··· The data

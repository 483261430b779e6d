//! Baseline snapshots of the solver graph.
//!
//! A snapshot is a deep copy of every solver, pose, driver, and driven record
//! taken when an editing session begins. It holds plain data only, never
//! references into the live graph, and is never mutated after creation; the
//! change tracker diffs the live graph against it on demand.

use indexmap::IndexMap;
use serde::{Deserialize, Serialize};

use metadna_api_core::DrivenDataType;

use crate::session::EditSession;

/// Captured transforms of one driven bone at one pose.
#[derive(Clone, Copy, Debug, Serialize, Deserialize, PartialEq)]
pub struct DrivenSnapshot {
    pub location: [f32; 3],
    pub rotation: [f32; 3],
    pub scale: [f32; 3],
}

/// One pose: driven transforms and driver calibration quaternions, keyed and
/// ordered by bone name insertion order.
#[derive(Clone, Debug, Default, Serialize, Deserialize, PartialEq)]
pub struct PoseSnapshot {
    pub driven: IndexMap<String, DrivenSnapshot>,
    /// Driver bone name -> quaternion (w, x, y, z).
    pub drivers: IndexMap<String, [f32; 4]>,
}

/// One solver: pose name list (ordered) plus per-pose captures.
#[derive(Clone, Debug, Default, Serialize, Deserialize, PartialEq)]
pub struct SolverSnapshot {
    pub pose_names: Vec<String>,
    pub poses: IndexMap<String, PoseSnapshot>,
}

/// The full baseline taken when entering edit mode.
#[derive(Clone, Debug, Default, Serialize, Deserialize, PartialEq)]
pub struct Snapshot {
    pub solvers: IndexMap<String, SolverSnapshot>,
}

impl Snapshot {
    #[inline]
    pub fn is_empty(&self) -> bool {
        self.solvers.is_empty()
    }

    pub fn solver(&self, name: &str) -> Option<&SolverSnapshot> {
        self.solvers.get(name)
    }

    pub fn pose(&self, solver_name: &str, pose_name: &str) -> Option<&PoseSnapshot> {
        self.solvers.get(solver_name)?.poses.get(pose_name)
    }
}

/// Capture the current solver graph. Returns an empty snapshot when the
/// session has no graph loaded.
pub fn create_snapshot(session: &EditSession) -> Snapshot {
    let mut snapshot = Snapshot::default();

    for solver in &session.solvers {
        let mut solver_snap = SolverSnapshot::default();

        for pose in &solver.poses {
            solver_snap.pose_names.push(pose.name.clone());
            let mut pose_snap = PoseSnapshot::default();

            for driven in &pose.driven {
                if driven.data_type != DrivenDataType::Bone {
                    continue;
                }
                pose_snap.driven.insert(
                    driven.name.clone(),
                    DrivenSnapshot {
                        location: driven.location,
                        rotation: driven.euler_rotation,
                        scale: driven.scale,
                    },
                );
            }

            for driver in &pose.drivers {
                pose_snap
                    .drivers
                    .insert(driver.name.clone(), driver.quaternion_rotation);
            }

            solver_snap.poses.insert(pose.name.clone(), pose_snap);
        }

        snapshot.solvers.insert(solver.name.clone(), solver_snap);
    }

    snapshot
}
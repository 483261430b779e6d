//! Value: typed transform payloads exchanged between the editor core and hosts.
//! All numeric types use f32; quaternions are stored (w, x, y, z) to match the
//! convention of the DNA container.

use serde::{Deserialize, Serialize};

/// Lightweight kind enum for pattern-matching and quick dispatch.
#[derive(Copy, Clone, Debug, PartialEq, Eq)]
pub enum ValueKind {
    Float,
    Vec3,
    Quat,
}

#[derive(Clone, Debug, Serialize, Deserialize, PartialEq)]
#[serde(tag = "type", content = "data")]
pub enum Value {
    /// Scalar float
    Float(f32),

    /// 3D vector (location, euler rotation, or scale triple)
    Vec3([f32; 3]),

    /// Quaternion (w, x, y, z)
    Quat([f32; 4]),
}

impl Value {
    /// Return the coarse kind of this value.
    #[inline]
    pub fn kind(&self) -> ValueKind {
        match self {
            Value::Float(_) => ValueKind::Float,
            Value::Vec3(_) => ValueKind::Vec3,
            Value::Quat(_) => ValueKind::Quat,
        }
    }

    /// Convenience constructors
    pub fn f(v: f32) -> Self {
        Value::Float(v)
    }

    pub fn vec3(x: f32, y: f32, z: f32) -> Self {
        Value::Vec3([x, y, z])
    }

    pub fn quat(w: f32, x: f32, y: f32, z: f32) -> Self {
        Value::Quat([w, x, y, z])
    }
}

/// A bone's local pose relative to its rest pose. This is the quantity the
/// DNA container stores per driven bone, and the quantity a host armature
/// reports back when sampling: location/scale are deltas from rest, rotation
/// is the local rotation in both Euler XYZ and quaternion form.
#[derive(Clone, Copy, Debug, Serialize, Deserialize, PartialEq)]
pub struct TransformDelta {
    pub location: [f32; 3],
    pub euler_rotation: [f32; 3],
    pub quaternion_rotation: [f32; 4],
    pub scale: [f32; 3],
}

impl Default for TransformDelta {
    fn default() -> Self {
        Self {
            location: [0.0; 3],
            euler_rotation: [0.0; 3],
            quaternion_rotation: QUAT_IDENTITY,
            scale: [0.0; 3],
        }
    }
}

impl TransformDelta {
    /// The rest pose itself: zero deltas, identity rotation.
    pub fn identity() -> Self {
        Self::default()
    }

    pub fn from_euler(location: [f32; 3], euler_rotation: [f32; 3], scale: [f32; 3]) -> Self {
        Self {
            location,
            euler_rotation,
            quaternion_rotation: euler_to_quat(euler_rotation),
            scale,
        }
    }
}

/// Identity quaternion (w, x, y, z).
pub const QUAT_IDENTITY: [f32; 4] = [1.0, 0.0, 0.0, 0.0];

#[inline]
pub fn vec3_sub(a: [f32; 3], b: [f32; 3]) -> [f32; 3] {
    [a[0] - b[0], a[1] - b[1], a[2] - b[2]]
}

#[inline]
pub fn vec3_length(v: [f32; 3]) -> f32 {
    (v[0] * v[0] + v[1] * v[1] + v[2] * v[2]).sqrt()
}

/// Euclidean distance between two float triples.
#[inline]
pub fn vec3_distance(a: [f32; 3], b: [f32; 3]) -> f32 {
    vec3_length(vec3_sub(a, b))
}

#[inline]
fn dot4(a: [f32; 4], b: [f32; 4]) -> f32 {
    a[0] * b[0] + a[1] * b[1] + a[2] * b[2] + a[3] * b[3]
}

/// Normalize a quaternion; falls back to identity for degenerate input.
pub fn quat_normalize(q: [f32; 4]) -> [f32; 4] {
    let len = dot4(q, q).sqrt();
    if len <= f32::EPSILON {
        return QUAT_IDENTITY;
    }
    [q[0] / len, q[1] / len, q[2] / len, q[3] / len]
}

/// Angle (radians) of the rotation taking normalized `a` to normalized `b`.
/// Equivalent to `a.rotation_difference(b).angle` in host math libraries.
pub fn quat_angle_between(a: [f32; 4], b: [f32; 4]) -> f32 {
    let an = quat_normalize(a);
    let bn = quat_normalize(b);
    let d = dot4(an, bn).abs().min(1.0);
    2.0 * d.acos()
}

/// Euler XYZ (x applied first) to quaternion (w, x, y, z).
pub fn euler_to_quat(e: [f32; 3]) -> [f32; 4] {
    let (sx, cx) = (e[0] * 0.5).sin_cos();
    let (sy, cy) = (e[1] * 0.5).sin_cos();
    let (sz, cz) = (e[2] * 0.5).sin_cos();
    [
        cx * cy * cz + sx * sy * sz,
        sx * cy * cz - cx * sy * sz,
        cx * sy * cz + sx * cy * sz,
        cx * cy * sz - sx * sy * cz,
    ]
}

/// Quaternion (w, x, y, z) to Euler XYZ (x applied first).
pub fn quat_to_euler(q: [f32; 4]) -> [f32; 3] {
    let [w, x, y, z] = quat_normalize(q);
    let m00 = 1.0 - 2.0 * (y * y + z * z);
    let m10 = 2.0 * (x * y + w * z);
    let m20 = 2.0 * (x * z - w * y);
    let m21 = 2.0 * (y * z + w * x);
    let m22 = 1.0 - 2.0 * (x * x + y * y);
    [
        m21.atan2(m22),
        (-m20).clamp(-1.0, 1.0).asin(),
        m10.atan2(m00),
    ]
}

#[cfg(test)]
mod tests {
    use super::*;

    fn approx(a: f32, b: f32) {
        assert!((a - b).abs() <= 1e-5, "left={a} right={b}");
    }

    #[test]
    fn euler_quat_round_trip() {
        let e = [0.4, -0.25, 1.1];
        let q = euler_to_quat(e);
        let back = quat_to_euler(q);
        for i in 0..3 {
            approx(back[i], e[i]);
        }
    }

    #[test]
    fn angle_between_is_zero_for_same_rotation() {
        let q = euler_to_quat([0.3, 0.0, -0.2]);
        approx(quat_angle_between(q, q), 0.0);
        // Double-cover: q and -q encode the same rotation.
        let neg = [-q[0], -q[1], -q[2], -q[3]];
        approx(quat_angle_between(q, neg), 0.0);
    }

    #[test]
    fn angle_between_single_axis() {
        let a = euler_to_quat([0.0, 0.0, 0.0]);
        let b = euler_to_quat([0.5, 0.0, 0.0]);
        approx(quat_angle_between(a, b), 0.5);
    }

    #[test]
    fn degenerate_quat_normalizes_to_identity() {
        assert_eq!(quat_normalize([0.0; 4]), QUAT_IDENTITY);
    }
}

······

**Problem to solve**
Looking through the records, copy out every line in which the word "local" is found.

**Task output**
/// A bone's local pose relative to its rest pose. This is the quantity the
/// is the local rotation in both Euler XYZ and quaternion form.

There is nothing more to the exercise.